First documented in Minamata Bay, Kumamoto Prefecture, in 1956, the disease was caused by the Chisso chemical plant discharging methylmercury into the marine environment. The toxin accumulated in fish and shellfish, poisoning local residents who consumed them. The fetal form occurs when a fetus is exposed to mercury through the placenta, leading to severe congenital abnormalities, irreversible neurological damage, and developmental delays.
According to experts, despite seven decades, the long-term effects of the fetal form remain poorly understood. “A thorough study is a prerequisite for accurately assessing the aftermath, and thus for developing appropriate medical and social policies to support patients and their families,” noted a public health specialist.
Today, many fetal-form patients are middle-aged or elderly, facing complex health issues. Scientists believe that data from new research could shed light on the genetic mechanisms and late-onset manifestations of the disease, while also helping to establish long-term care programs.
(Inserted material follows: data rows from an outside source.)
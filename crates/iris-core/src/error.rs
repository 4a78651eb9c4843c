//! Error types
//!
//! Structural errors (attachment, configuration, submission) are returned
//! synchronously to the caller. Handler failures never surface here; they are
//! recorded on the handler's [`Task`](crate::Task) as a [`TaskError`].

use crate::port::PortId;
use crate::receiver::ReceiverId;
use crate::task::TaskId;

/// Boxed error returned by handlers and task bodies
pub type BoxError = Box<dyn std::error::Error + Send + Sync + 'static>;

/// Why a task did not complete successfully
#[derive(Debug, Clone, PartialEq, Eq, thiserror::Error)]
pub enum TaskError {
    /// The task body returned an error
    #[error("task failed: {0}")]
    Failed(String),

    /// The task body panicked
    #[error("task panicked: {0}")]
    Panicked(String),

    /// The task was cancelled before it ran
    #[error("task was cancelled")]
    Cancelled,

    /// `any_of` was given no tasks to choose from
    #[error("no candidate tasks to wait for")]
    NoCandidates,
}

/// Scheduler errors
#[derive(Debug, thiserror::Error)]
pub enum SchedulerError {
    /// The bounded submission queue is full
    #[error("scheduler queue is full ({limit} tasks queued)")]
    Exhausted {
        /// Configured queue limit
        limit: usize,
    },

    /// The scheduler no longer accepts work
    #[error("scheduler has been shut down")]
    ShutDown,

    /// The task has already been handed to a scheduler
    #[error("task {0} was already submitted")]
    AlreadySubmitted(TaskId),

    /// Composite tasks are driven by their children and cannot run
    #[error("task {0} is a composite and cannot be submitted")]
    Composite(TaskId),

    /// Invalid configuration value
    #[error("invalid scheduler configuration: {0}")]
    InvalidConfig(String),

    /// A worker thread could not be spawned
    #[error("failed to spawn worker thread: {0}")]
    Spawn(#[from] std::io::Error),
}

/// Errors raised while building receivers and coordinators
#[derive(Debug, Clone, PartialEq, Eq, thiserror::Error)]
pub enum ArbiterError {
    /// The receiver is listed twice or already belongs to a coordinator
    #[error("receiver {0} is already attached to a coordinator")]
    DuplicateAttachment(ReceiverId),

    /// `coordinate` was called without receivers
    #[error("a coordinator needs at least one receiver")]
    NoReceivers,

    /// Another live receiver is bound to the port
    #[error("port {0} already has a receiver")]
    PortAlreadyBound(PortId),

    /// Unknown receive class tag
    #[error("invalid receive class: {0:?}")]
    InvalidClass(String),
}

/// Any error produced by this crate
#[derive(Debug, thiserror::Error)]
pub enum Error {
    /// Task error
    #[error(transparent)]
    Task(#[from] TaskError),

    /// Scheduler error
    #[error(transparent)]
    Scheduler(#[from] SchedulerError),

    /// Arbiter error
    #[error(transparent)]
    Arbiter(#[from] ArbiterError),
}

/// Result alias using the crate-level [`Error`]
pub type Result<T> = std::result::Result<T, Error>;
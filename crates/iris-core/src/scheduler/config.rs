//! Scheduler configuration

use crate::error::SchedulerError;
use serde::Serialize;
use std::fmt;
use std::str::FromStr;
use std::time::Duration;

/// How ready tasks are distributed across workers
#[derive(Debug, Copy, Clone, PartialEq, Eq, Hash, Default, Serialize)]
#[serde(rename_all = "kebab-case")]
pub enum SchedulerPolicy {
    /// One ready queue shared by all workers
    #[default]
    SharedQueue,
    /// A private LIFO deque per worker; idle workers steal from the others
    WorkStealing,
}

impl fmt::Display for SchedulerPolicy {
    fn fmt(&self, f: &mut fmt::Formatter<'_>) -> fmt::Result {
        match self {
            SchedulerPolicy::SharedQueue => write!(f, "shared-queue"),
            SchedulerPolicy::WorkStealing => write!(f, "work-stealing"),
        }
    }
}

impl FromStr for SchedulerPolicy {
    type Err = SchedulerError;

    fn from_str(s: &str) -> Result<Self, Self::Err> {
        match s.trim().to_ascii_lowercase().as_str() {
            "shared" | "shared-queue" => Ok(SchedulerPolicy::SharedQueue),
            "ws" | "stealing" | "work-stealing" => Ok(SchedulerPolicy::WorkStealing),
            other => Err(SchedulerError::InvalidConfig(format!(
                "unknown scheduler policy {:?}",
                other
            ))),
        }
    }
}

/// Scheduler configuration
#[derive(Debug, Clone)]
pub struct SchedulerConfig {
    /// Maximum number of worker threads (0 = number of CPUs)
    pub workers: usize,

    /// Worker threads started on first use; more are added, up to
    /// `workers`, while ready tasks find every worker busy. `None` starts
    /// all of them at once.
    pub min_workers: Option<usize>,

    /// Task distribution policy
    pub policy: SchedulerPolicy,

    /// Maximum queued tasks accepted by [`Scheduler::submit`](super::Scheduler::submit)
    pub max_queued: Option<usize>,

    /// How long an idle worker parks before re-checking for work
    pub idle_timeout: Duration,

    /// Worker thread name prefix
    pub thread_name: String,
}

impl Default for SchedulerConfig {
    fn default() -> Self {
        Self {
            workers: num_cpus::get(),
            min_workers: None,
            policy: SchedulerPolicy::SharedQueue,
            max_queued: None,
            idle_timeout: Duration::from_millis(10),
            thread_name: "iris-worker".to_string(),
        }
    }
}

impl SchedulerConfig {
    /// Environment variable holding the maximum worker count
    pub const WORKERS_ENV: &'static str = "IRIS_SCHED_MAX";

    /// Environment variable holding the minimum worker count
    pub const MIN_WORKERS_ENV: &'static str = "IRIS_SCHED_MIN";

    /// Environment variable holding the policy name
    pub const POLICY_ENV: &'static str = "IRIS_SCHED_POLICY";

    /// Shared-queue configuration with `workers` threads
    pub fn shared(workers: usize) -> Self {
        Self {
            workers,
            ..Self::default()
        }
    }

    /// Work-stealing configuration with `workers` threads
    pub fn work_stealing(workers: usize) -> Self {
        Self {
            workers,
            policy: SchedulerPolicy::WorkStealing,
            ..Self::default()
        }
    }

    /// Start with `min` workers and grow towards `workers` under load
    pub fn with_min_workers(mut self, min: usize) -> Self {
        self.min_workers = Some(min);
        self
    }

    /// Bound the number of queued tasks accepted by `submit`
    pub fn with_max_queued(mut self, limit: usize) -> Self {
        self.max_queued = Some(limit);
        self
    }

    /// Set the worker thread name prefix
    pub fn with_thread_name(mut self, name: impl Into<String>) -> Self {
        self.thread_name = name.into();
        self
    }

    /// Defaults overridden by `IRIS_SCHED_MAX`, `IRIS_SCHED_MIN` and
    /// `IRIS_SCHED_POLICY`
    pub fn from_env() -> Result<Self, SchedulerError> {
        Self::from_lookup(|key| std::env::var(key).ok())
    }

    /// Like [`from_env`](Self::from_env), reading variables through `lookup`
    pub fn from_lookup<F>(lookup: F) -> Result<Self, SchedulerError>
    where
        F: Fn(&str) -> Option<String>,
    {
        let mut config = Self::default();
        if let Some(raw) = lookup(Self::WORKERS_ENV) {
            config.workers = parse_count(Self::WORKERS_ENV, &raw)?;
        }
        if let Some(raw) = lookup(Self::MIN_WORKERS_ENV) {
            config.min_workers = Some(parse_count(Self::MIN_WORKERS_ENV, &raw)?);
        }
        if let Some(raw) = lookup(Self::POLICY_ENV) {
            config.policy = raw.parse()?;
        }
        config.validate()?;
        Ok(config)
    }

    /// Check for values the scheduler cannot run with
    pub fn validate(&self) -> Result<(), SchedulerError> {
        if self.max_queued == Some(0) {
            return Err(SchedulerError::InvalidConfig(
                "max_queued must be at least 1".to_string(),
            ));
        }
        if self.idle_timeout.is_zero() {
            return Err(SchedulerError::InvalidConfig(
                "idle_timeout must be non-zero".to_string(),
            ));
        }
        match self.min_workers {
            Some(0) => Err(SchedulerError::InvalidConfig(
                "min_workers must be at least 1".to_string(),
            )),
            Some(min) if min > self.effective_workers() => {
                Err(SchedulerError::InvalidConfig(format!(
                    "min_workers ({}) exceeds the maximum of {} workers",
                    min,
                    self.effective_workers()
                )))
            }
            _ => Ok(()),
        }
    }

    /// Maximum worker count with 0 resolved to the number of CPUs
    pub fn effective_workers(&self) -> usize {
        if self.workers == 0 {
            num_cpus::get()
        } else {
            self.workers
        }
    }

    /// Workers started on first use
    pub fn effective_min_workers(&self) -> usize {
        self.min_workers
            .unwrap_or(usize::MAX)
            .min(self.effective_workers())
    }
}

fn parse_count(var: &str, raw: &str) -> Result<usize, SchedulerError> {
    raw.trim().parse().map_err(|_| {
        SchedulerError::InvalidConfig(format!("{} must be a worker count, got {:?}", var, raw))
    })
}
//! Data models shared by the session store, the sign-in flow and the shell.

pub mod menu;
pub mod user;

pub use menu::{dashboard_tiles, MenuCategory, MenuItem};
pub use user::{AuthenticatedUser, HouseholdStatus, Session, UserContext};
The push for a comprehensive study comes amid ongoing debate in Japan over compensation and environmental remediation related to the Minamata disaster. Current efforts include periodic health monitoring for victims, but experts say a strategic, nationwide research plan is still needed to fully resolve the unknowns surrounding fetal Minamata disease.
Data from Japan’s Ministry of the Environment shows that as of the end of 2023, more than 2,200 people had been officially recognized as Minamata patients (including the fetal form). However, the estimated number of affected individuals is much higher, due to diagnostic criteria and incomplete documentation in the early years.